Text(0, 0.5, 'GFP (1/vol)')

Species that share Reactions

Sometimes it is convenient to specify reactions on (abstract or meta) species and then derive the concrete species from them.

For example, we could specify dilution and degradation via:

Degrading = BaseSpecies()
Degrading >> Zero [1.0 / (20 * u.min)]

mRNA, GFP = New(Degrading)

Reaction Rates

Until now we have only used mass-action kinetics and did this by providing a number, the rate constant. Sometimes one needs to deviate from these and

1. Let this number be computed by a function.
2. Specify the rate function instead of using mass-action kinetics.

Reaction rate constants as functions

To demonstrate the 1st point let us assume that we want to model different degradation rates for mRNA and GFP. We can do this by:

def degradation_rate_constant(d):
    if d.is_a(mRNA):
        return 1.0 / (20 * u.min)
    elif d.is_a(GFP):
        return 2.0 / (20 * u.min)
    else:
        raise NotImplementedError(f"do not know how to degrade '{d}'")

Degrading = BaseSpecies()
Degrading >> Zero [degradation_rate_constant]

mRNA, GFP = New(Degrading)

Let's test it at a simple example of just degrading the two.

mRNA(10 / volume)
GFP(10 / volume)

Sim = Simulation(mRNA | GFP)
Sim.volume = volume

Sim.run(duration= 2 * u.hour, unit_y=1 / volume, simulation_method="stochastic")

Compiling model
WARNING: The stochastic simulation rounds floats to integers
WARNING: The stochastic simulation rounds floats to integers
Starting Simulator
Simulation is Over

Beyond mass-action kinetics

To specify not only reaction rate constants, but the complete reaction rate as a function of the reactant concentrations you can either:

• Use the species in the returned value.
• Return an expression as a str. This is practical if you want to return a constant rate that is not a reaction rate constant.
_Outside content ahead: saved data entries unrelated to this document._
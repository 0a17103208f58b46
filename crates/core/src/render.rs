//! Marked-text rendering
//!
//! Produces the HTML shown for a line: changed spans are wrapped in a
//! highlight `<span>`, deletions show the marker glyph. CJK lines are shown
//! as their plain modified text.

use once_cell::sync::Lazy;
use regex::Regex;

use crate::algorithm::DiffAlgorithm;
use crate::change::{ChangeKind, WordChange};
use crate::diff::{diff_tokens, EditType};
use crate::marker::{DELETION_MARKER, DELETION_MARKER_STR};
use crate::script::Granularity;
use crate::tokenizers::{is_punctuation, is_punctuation_only, BoundaryTokenizer, Tokenizer};

static SPACE_BEFORE_PUNCT_RE: Lazy<Regex> =
    Lazy::new(|| Regex::new(r"\s+([.,!?;:])").expect("valid punctuation regex"));

pub const DEFAULT_HIGHLIGHT_CLASS: &str = "text-red-600";

#[derive(Debug, Clone, PartialEq, Eq)]
pub struct MarkedTextRenderer {
    highlight_class: String,
}

impl Default for MarkedTextRenderer {
    fn default() -> Self {
        Self::new(DEFAULT_HIGHLIGHT_CLASS)
    }
}

impl MarkedTextRenderer {
    pub fn new(highlight_class: impl Into<String>) -> Self {
        Self {
            highlight_class: highlight_class.into(),
        }
    }

    /// Wrap already-escaped `inner` in a highlight span.
    pub fn highlight(&self, inner: &str) -> String {
        format!(r#"<span class="{}">{}</span>"#, self.highlight_class, inner)
    }

    pub fn marker_span(&self) -> String {
        self.highlight(DELETION_MARKER_STR)
    }

    pub fn render(
        &self,
        algorithm: &dyn DiffAlgorithm,
        original: &str,
        modified: &str,
        changes: &[WordChange],
        granularity: Granularity,
    ) -> String {
        if granularity.is_char_granular() {
            return escape_html(modified);
        }

        if changes.iter().any(|c| c.is_deletion()) {
            self.render_changes(changes)
        } else {
            self.render_boundary_diff(algorithm, original, modified)
        }
    }

    /// One piece per change, joined by spaces.
    fn render_changes(&self, changes: &[WordChange]) -> String {
        let pieces: Vec<String> = changes
            .iter()
            .filter_map(|change| match change.kind {
                ChangeKind::Substitution | ChangeKind::Addition if change.has_changed => {
                    Some(self.highlight(&escape_html(&change.new_word)))
                }
                ChangeKind::Deletion if change.has_changed => Some(format!(
                    "{}{}",
                    self.marker_span(),
                    escape_html(&trailing_punctuation(&change.new_word))
                )),
                ChangeKind::Deletion => None,
                _ => Some(escape_html(&change.new_word)),
            })
            .filter(|piece| !piece.is_empty())
            .collect();

        SPACE_BEFORE_PUNCT_RE
            .replace_all(&pieces.join(" "), "$1")
            .into_owned()
    }

    /// Whitespace-significant diff; inserted runs are highlighted token by
    /// token, removed runs are dropped.
    fn render_boundary_diff(
        &self,
        algorithm: &dyn DiffAlgorithm,
        original: &str,
        modified: &str,
    ) -> String {
        let original_tokens = BoundaryTokenizer.split(original);
        let modified_tokens = BoundaryTokenizer.split(modified);
        let runs = diff_tokens(algorithm, &original_tokens, &modified_tokens);

        let mut output = String::with_capacity(modified.len() * 2);
        for run in &runs {
            match run.edit_type {
                EditType::Equal => output.push_str(&escape_html(&run.value(""))),
                EditType::Delete => {}
                EditType::Insert => {
                    let value = run.value("");
                    if value.trim().is_empty() || is_punctuation_only(value.trim()) {
                        output.push_str(&escape_html(&value));
                        continue;
                    }
                    for token in &run.tokens {
                        if token.trim().is_empty() {
                            output.push_str(token);
                        } else {
                            output.push_str(&self.highlight(&escape_html(token)));
                        }
                    }
                }
            }
        }

        output.split_whitespace().collect::<Vec<_>>().join(" ")
    }
}

/// Punctuation carried on a marker token, e.g. `"!"` for `"🗙!"`.
fn trailing_punctuation(marker_token: &str) -> String {
    marker_token
        .chars()
        .filter(|&c| c != DELETION_MARKER && is_punctuation(c))
        .collect()
}

/// Escape `<` and `>` so inserted text cannot break the markup.
pub fn escape_html(text: &str) -> String {
    text.replace('<', "&lt;").replace('>', "&gt;")
}
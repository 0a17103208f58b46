use similar::{capture_diff_slices, Algorithm};

use crate::algorithm::{expand_similar_ops, trivial_diff, DiffAlgorithm};
use crate::diff::DiffOperation;

/// Patience diff: anchors on tokens unique to both sides, which keeps
/// repeated filler words ("oh oh oh") from pulling the alignment around.
#[derive(Debug, Clone, Copy, Default)]
pub struct PatienceAlgorithm;

impl DiffAlgorithm for PatienceAlgorithm {
    fn compute(&self, original: &[&str], modified: &[&str]) -> Vec<DiffOperation> {
        if let Some(ops) = trivial_diff(original, modified) {
            return ops;
        }

        let ops = capture_diff_slices(Algorithm::Patience, original, modified);
        expand_similar_ops(&ops)
    }

    fn name(&self) -> &str {
        "patience"
    }
}
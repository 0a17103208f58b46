//! Text normalization pipeline
//!
//! Chains normalizers in order. The engine uses three fixed pipelines:
//! sanitizing user input, producing plain text from marked HTML, and keying
//! changed words for de-duplication.

use crate::normalizers::{
    Lowercase, Normalizer, StripDeletionMarker, StripMarkup, TrimPunctuation,
    WhitespaceNormalizer,
};

/// A pipeline of text normalizers applied in order
#[derive(Default, Clone)]
pub struct TextPipeline {
    normalizers: Vec<Box<dyn Normalizer>>,
}

impl TextPipeline {
    /// Create a new empty pipeline
    pub fn new() -> Self {
        Self {
            normalizers: Vec::new(),
        }
    }

    /// Add a normalizer to the pipeline
    pub fn add_normalizer(mut self, normalizer: Box<dyn Normalizer>) -> Self {
        self.normalizers.push(normalizer);
        self
    }

    /// Run every normalizer in order
    pub fn process(&self, input: &str) -> String {
        self.normalizers
            .iter()
            .fold(input.to_string(), |text, normalizer| normalizer.normalize(&text))
    }

    /// Names of the normalizers, in application order
    pub fn names(&self) -> Vec<&str> {
        self.normalizers.iter().map(|n| n.name()).collect()
    }

    pub fn len(&self) -> usize {
        self.normalizers.len()
    }

    pub fn is_empty(&self) -> bool {
        self.normalizers.is_empty()
    }

    /// Markup and deletion markers removed. Whitespace is left alone so the
    /// caller can tell blank input apart.
    pub fn sanitizer() -> Self {
        Self::new()
            .add_normalizer(Box::new(StripMarkup))
            .add_normalizer(Box::new(StripDeletionMarker))
    }

    /// Sanitized, with whitespace collapsed and trimmed.
    pub fn plain_text() -> Self {
        Self::sanitizer().add_normalizer(Box::new(WhitespaceNormalizer::new()))
    }

    /// Key used to de-duplicate changed words across the document.
    pub fn word_key() -> Self {
        Self::new()
            .add_normalizer(Box::new(TrimPunctuation))
            .add_normalizer(Box::new(Lowercase))
    }
}

#[cfg(test)]
mod tests {
    use super::*;

    #[test]
    fn test_pipeline_order() {
        let pipeline = TextPipeline::plain_text();
        assert_eq!(
            pipeline.names(),
            vec!["strip_markup", "strip_deletion_marker", "whitespace"]
        );
    }

    #[test]
    fn test_sanitizer_keeps_whitespace() {
        let sanitized = TextPipeline::sanitizer().process("<b>🗙</b>  ");
        assert_eq!(sanitized, "  ");
        assert!(sanitized.trim().is_empty());
    }

    #[test]
    fn test_plain_text() {
        let html = r#"Hi, <span class="text-red-600">🗙</span>!"#;
        assert_eq!(TextPipeline::plain_text().process(html), "Hi, !");
    }

    #[test]
    fn test_word_key() {
        let key = TextPipeline::word_key();
        assert_eq!(key.process("Steady,"), "steady");
        assert_eq!(key.process("🗙World!"), "world");
    }
}
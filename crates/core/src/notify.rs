//! User-facing notices
//!
//! Mutations that have something to tell the user (an empty search term, a
//! replace with no matches) report through an optional `Notifier` supplied
//! by the caller. The core never decides how notices are displayed.

use std::sync::Mutex;

use tracing::{info, warn};

pub trait Notifier: Send + Sync {
    fn success(&self, message: &str);
    fn error(&self, message: &str);
    fn info(&self, message: &str);
}

/// Discards every notice.
#[derive(Debug, Clone, Copy, Default)]
pub struct NullNotifier;

impl Notifier for NullNotifier {
    fn success(&self, _message: &str) {}
    fn error(&self, _message: &str) {}
    fn info(&self, _message: &str) {}
}

/// Forwards notices to `tracing`.
#[derive(Debug, Clone, Copy, Default)]
pub struct TracingNotifier;

impl Notifier for TracingNotifier {
    fn success(&self, message: &str) {
        info!(notice = "success", "{}", message);
    }

    fn error(&self, message: &str) {
        warn!(notice = "error", "{}", message);
    }

    fn info(&self, message: &str) {
        info!(notice = "info", "{}", message);
    }
}

#[derive(Debug, Clone, Copy, PartialEq, Eq)]
pub enum NoticeLevel {
    Success,
    Error,
    Info,
}

/// Keeps every notice in memory, in order.
#[derive(Debug, Default)]
pub struct RecordingNotifier {
    notices: Mutex<Vec<(NoticeLevel, String)>>,
}

impl RecordingNotifier {
    pub fn new() -> Self {
        Self::default()
    }

    pub fn notices(&self) -> Vec<(NoticeLevel, String)> {
        match self.notices.lock() {
            Ok(notices) => notices.clone(),
            Err(poisoned) => poisoned.into_inner().clone(),
        }
    }

    fn record(&self, level: NoticeLevel, message: &str) {
        let mut notices = match self.notices.lock() {
            Ok(notices) => notices,
            Err(poisoned) => poisoned.into_inner(),
        };
        notices.push((level, message.to_string()));
    }
}

impl Notifier for RecordingNotifier {
    fn success(&self, message: &str) {
        self.record(NoticeLevel::Success, message);
    }

    fn error(&self, message: &str) {
        self.record(NoticeLevel::Error, message);
    }

    fn info(&self, message: &str) {
        self.record(NoticeLevel::Info, message);
    }
}
use crate::algorithm::{trivial_diff, DiffAlgorithm};
use crate::diff::DiffOperation;

/// Simple LCS-based algorithm (quadratic table, fine for single lines)
#[derive(Debug, Clone, Copy, Default)]
pub struct LcsAlgorithm;

impl DiffAlgorithm for LcsAlgorithm {
    fn compute(&self, original: &[&str], modified: &[&str]) -> Vec<DiffOperation> {
        if let Some(ops) = trivial_diff(original, modified) {
            return ops;
        }

        let lcs = longest_common_subsequence(original, modified);
        build_operations_from_lcs(original.len(), modified.len(), &lcs)
    }

    fn name(&self) -> &str {
        "lcs"
    }
}

fn longest_common_subsequence(original: &[&str], modified: &[&str]) -> Vec<(usize, usize)> {
    let n = original.len();
    let m = modified.len();

    let mut dp = vec![vec![0usize; m + 1]; n + 1];

    for i in 1..=n {
        for j in 1..=m {
            if original[i - 1] == modified[j - 1] {
                dp[i][j] = dp[i - 1][j - 1] + 1;
            } else {
                dp[i][j] = dp[i - 1][j].max(dp[i][j - 1]);
            }
        }
    }

    // Backtrack
    let mut lcs = Vec::new();
    let mut i = n;
    let mut j = m;

    while i > 0 && j > 0 {
        if original[i - 1] == modified[j - 1] {
            lcs.push((i - 1, j - 1));
            i -= 1;
            j -= 1;
        } else if dp[i - 1][j] > dp[i][j - 1] {
            i -= 1;
        } else {
            j -= 1;
        }
    }

    lcs.reverse();
    lcs
}

fn build_operations_from_lcs(
    original_len: usize,
    modified_len: usize,
    lcs: &[(usize, usize)],
) -> Vec<DiffOperation> {
    let mut operations = Vec::with_capacity(original_len.max(modified_len));
    let mut orig_idx = 0;
    let mut mod_idx = 0;

    for &(lcs_orig, lcs_mod) in lcs {
        operations.extend((orig_idx..lcs_orig).map(DiffOperation::delete));
        operations.extend((mod_idx..lcs_mod).map(DiffOperation::insert));
        operations.push(DiffOperation::equal(lcs_orig, lcs_mod));

        orig_idx = lcs_orig + 1;
        mod_idx = lcs_mod + 1;
    }

    operations.extend((orig_idx..original_len).map(DiffOperation::delete));
    operations.extend((mod_idx..modified_len).map(DiffOperation::insert));

    operations
}
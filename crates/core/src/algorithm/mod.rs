//! Diff algorithms implementation
//!
//! Provides sequence diff algorithms over token slices. Myers and Patience
//! delegate to `similar`; `LcsAlgorithm` is a dynamic-programming LCS.
pub mod lcs;
pub mod myers;
pub mod patience;

use similar::DiffOp;

use crate::diff::DiffOperation;

/// Trait for diff algorithms
///
/// Implementations must be deterministic and, inside a changed region, emit
/// deletions before insertions.
pub trait DiffAlgorithm: Send + Sync {
    /// Compute diff between two token sequences
    fn compute(&self, original: &[&str], modified: &[&str]) -> Vec<DiffOperation>;

    fn name(&self) -> &str;
}

// ============================================================================
// Helper Functions
// ============================================================================

/// Expand `similar` ops into per-token operations.
fn expand_similar_ops(ops: &[DiffOp]) -> Vec<DiffOperation> {
    let mut operations = Vec::new();

    for op in ops {
        match *op {
            DiffOp::Equal {
                old_index,
                new_index,
                len,
            } => {
                operations.extend(
                    (0..len).map(|i| DiffOperation::equal(old_index + i, new_index + i)),
                );
            }
            DiffOp::Delete {
                old_index, old_len, ..
            } => {
                operations.extend((old_index..old_index + old_len).map(DiffOperation::delete));
            }
            DiffOp::Insert {
                new_index, new_len, ..
            } => {
                operations.extend((new_index..new_index + new_len).map(DiffOperation::insert));
            }
            DiffOp::Replace {
                old_index,
                old_len,
                new_index,
                new_len,
            } => {
                operations.extend((old_index..old_index + old_len).map(DiffOperation::delete));
                operations.extend((new_index..new_index + new_len).map(DiffOperation::insert));
            }
        }
    }

    operations
}

/// Shortcut for the degenerate cases every algorithm handles the same way.
fn trivial_diff(original: &[&str], modified: &[&str]) -> Option<Vec<DiffOperation>> {
    if original.is_empty() {
        return Some((0..modified.len()).map(DiffOperation::insert).collect());
    }
    if modified.is_empty() {
        return Some((0..original.len()).map(DiffOperation::delete).collect());
    }
    None
}
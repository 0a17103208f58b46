//! Classified word changes
//!
//! A `WordChange` is one alignable unit between a line's original text and
//! its current text. Indices are `None` where a side does not apply; on the
//! wire they are written as `-1` to match the application's JSON.

use serde::{Deserialize, Serialize};

use crate::marker::DELETION_MARKER_STR;

#[derive(Debug, Clone, Copy, PartialEq, Eq, Hash, Default, Serialize, Deserialize)]
#[serde(rename_all = "snake_case")]
pub enum ChangeKind {
    #[default]
    Unchanged,
    Substitution,
    Addition,
    Deletion,
}

#[derive(Debug, Clone, PartialEq, Eq, Default, Serialize, Deserialize)]
#[serde(rename_all = "camelCase")]
pub struct WordChange {
    pub original_word: String,
    pub new_word: String,

    #[serde(with = "index_or_minus_one")]
    pub original_index: Option<usize>,

    #[serde(with = "index_or_minus_one")]
    pub new_index: Option<usize>,

    /// False for equal units and punctuation-only differences.
    pub has_changed: bool,

    pub kind: ChangeKind,

    /// Set only by "clear the whole line"; such deletions are never merged
    /// with each other.
    #[serde(default)]
    pub is_explicit_deletion: bool,

    /// Provenance flag carried across edits while a change keeps
    /// originating from the same original word.
    #[serde(default)]
    pub is_transformation: bool,
}

impl WordChange {
    pub fn unchanged(word: impl Into<String>, original_index: usize, new_index: usize) -> Self {
        let word = word.into();
        Self {
            original_word: word.clone(),
            new_word: word,
            original_index: Some(original_index),
            new_index: Some(new_index),
            ..Default::default()
        }
    }

    pub fn substitution(
        original_word: impl Into<String>,
        new_word: impl Into<String>,
        original_index: usize,
        new_index: usize,
        has_changed: bool,
    ) -> Self {
        Self {
            original_word: original_word.into(),
            new_word: new_word.into(),
            original_index: Some(original_index),
            new_index: Some(new_index),
            has_changed,
            kind: ChangeKind::Substitution,
            ..Default::default()
        }
    }

    pub fn addition(new_word: impl Into<String>, new_index: usize, has_changed: bool) -> Self {
        Self {
            new_word: new_word.into(),
            new_index: Some(new_index),
            has_changed,
            kind: ChangeKind::Addition,
            ..Default::default()
        }
    }

    pub fn deletion(original_word: impl Into<String>, original_index: usize, has_changed: bool) -> Self {
        Self {
            original_word: original_word.into(),
            original_index: Some(original_index),
            has_changed,
            kind: ChangeKind::Deletion,
            ..Default::default()
        }
    }

    /// A deletion typed as a marker. `new_word` keeps the marker token as it
    /// appears in the modified text, trailing punctuation included.
    pub fn explicit_deletion(
        original_word: impl Into<String>,
        marker_token: impl Into<String>,
        original_index: usize,
    ) -> Self {
        Self {
            original_word: original_word.into(),
            new_word: marker_token.into(),
            original_index: Some(original_index),
            has_changed: true,
            kind: ChangeKind::Deletion,
            is_explicit_deletion: true,
            ..Default::default()
        }
    }

    /// Explicit deletion of a whole-line clear.
    pub fn cleared(original_word: impl Into<String>, original_index: usize) -> Self {
        Self::explicit_deletion(original_word, DELETION_MARKER_STR, original_index)
    }

    pub fn is_substitution(&self) -> bool {
        self.kind == ChangeKind::Substitution
    }

    pub fn is_addition(&self) -> bool {
        self.kind == ChangeKind::Addition
    }

    pub fn is_deletion(&self) -> bool {
        self.kind == ChangeKind::Deletion
    }

    /// Position used to restore document order: original side first.
    pub fn position(&self) -> usize {
        self.original_index.or(self.new_index).unwrap_or(0)
    }
}

/// True if any change in the slice carries content.
pub fn has_changes(changes: &[WordChange]) -> bool {
    changes.iter().any(|c| c.has_changed)
}

mod index_or_minus_one {
    use serde::{Deserialize, Deserializer, Serializer};

    pub fn serialize<S: Serializer>(value: &Option<usize>, serializer: S) -> Result<S::Ok, S::Error> {
        match value {
            Some(index) => serializer.serialize_i64(*index as i64),
            None => serializer.serialize_i64(-1),
        }
    }

    pub fn deserialize<'de, D: Deserializer<'de>>(deserializer: D) -> Result<Option<usize>, D::Error> {
        let raw = i64::deserialize(deserializer)?;
        Ok(usize::try_from(raw).ok())
    }
}
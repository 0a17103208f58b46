//! Basic usage example of the lyricdiff library
//!
//! Run with `RUST_LOG=lyricdiff_core=debug` to see the engine's logs.

use lyricdiff_core::checkout::{line_change_summaries, CheckoutData, CheckoutMeta};
use lyricdiff_core::{count_changed, Document, LyricEngine, TracingNotifier};

const LINE: &str = "----------------------------------------";

const LYRICS: &str = "I take it easy, babe, I\n\
                      Hello, world!\n\
                      Word one two\n\
                      I'm hungry, so hungry\n\
                      (Chorus)";

fn main() {
    tracing_subscriber::fmt()
        .with_env_filter(
            tracing_subscriber::EnvFilter::try_from_default_env()
                .unwrap_or_else(|_| "lyricdiff_core=info".into()),
        )
        .init();

    println!("=== Lyric Diff Examples ===\n");

    let engine = LyricEngine::default();
    let doc = Document::from_lyrics(LYRICS);

    // Example 1: Editing lines
    let doc = example_edits(&engine, doc);

    // Example 2: Replace all
    let doc = example_replace(&engine, doc);

    // Example 3: Checkout snapshot
    example_checkout(&engine, &doc);
}

fn print_document(doc: &Document) {
    for line in doc {
        println!("  {:>2}. {}", line.id, line.marked_text);
        println!("      changed words: {}", count_changed(line));
    }
}

fn example_edits(engine: &LyricEngine, doc: Document) -> Document {
    println!("Example 1: Line Edits");
    println!("{}", LINE);

    let doc = engine.edit_line(&doc, 1, "I take it steady, babe, I");
    let doc = engine.edit_line(&doc, 2, "Hi, !");
    let doc = engine.edit_line(&doc, 3, "");

    print_document(&doc);
    println!("\n");
    doc
}

fn example_replace(engine: &LyricEngine, doc: Document) -> Document {
    println!("Example 2: Replace All");
    println!("{}", LINE);

    let outcome = engine.replace_all(&doc, "hungry", "starving", Some(&TracingNotifier));
    println!(
        "  {} replacement(s) on {} line(s)",
        outcome.replacements, outcome.lines_changed
    );

    print_document(&outcome.document);
    println!("\n");
    outcome.document
}

fn example_checkout(engine: &LyricEngine, doc: &Document) {
    println!("Example 3: Checkout");
    println!("{}", LINE);

    let quote = engine.quote(doc);
    println!("  Changed words: {:?}", quote.changed_words);
    println!("  Price: ${}", quote.price);

    for summary in line_change_summaries(doc) {
        println!("  {}", summary);
    }

    let meta = CheckoutMeta {
        title: "Demo Song".into(),
        artist: "Demo Artist".into(),
        generated_at: "2026-10-16T00:00:00Z".into(),
        ..Default::default()
    };
    let checkout = CheckoutData::from_document(meta, doc, &engine.config().pricing);
    match checkout.to_json() {
        Ok(json) => println!("\n  Snapshot: {}", json),
        Err(err) => eprintln!("  Snapshot failed: {}", err),
    }

    let resumed = checkout.resume(engine);
    println!(
        "  Resumed {} lines, same lyrics: {}",
        resumed.len(),
        resumed.modified_lyrics() == doc.modified_lyrics()
    );
}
For example, instead of the reaction rate $\gamma \time Degrading$ we want to specify a rate $\gamma \time (Degrading - 1)$. This will be $0$, and thus stop degrading, at $Degrading = 1$.

We can do this by:

def degradation_rate_constant(d):
    if d.is_a(mRNA):
        return 1.0 / (20 * u.min) * (d-1)
    elif d.is_a(GFP):
        return 2.0 / (20 * u.min) * (d-1)
    else:
        raise NotImplementedError(f"do not know how to degrade '{d}'")

Degrading = BaseSpecies()
Degrading >> Zero [degradation_rate_constant]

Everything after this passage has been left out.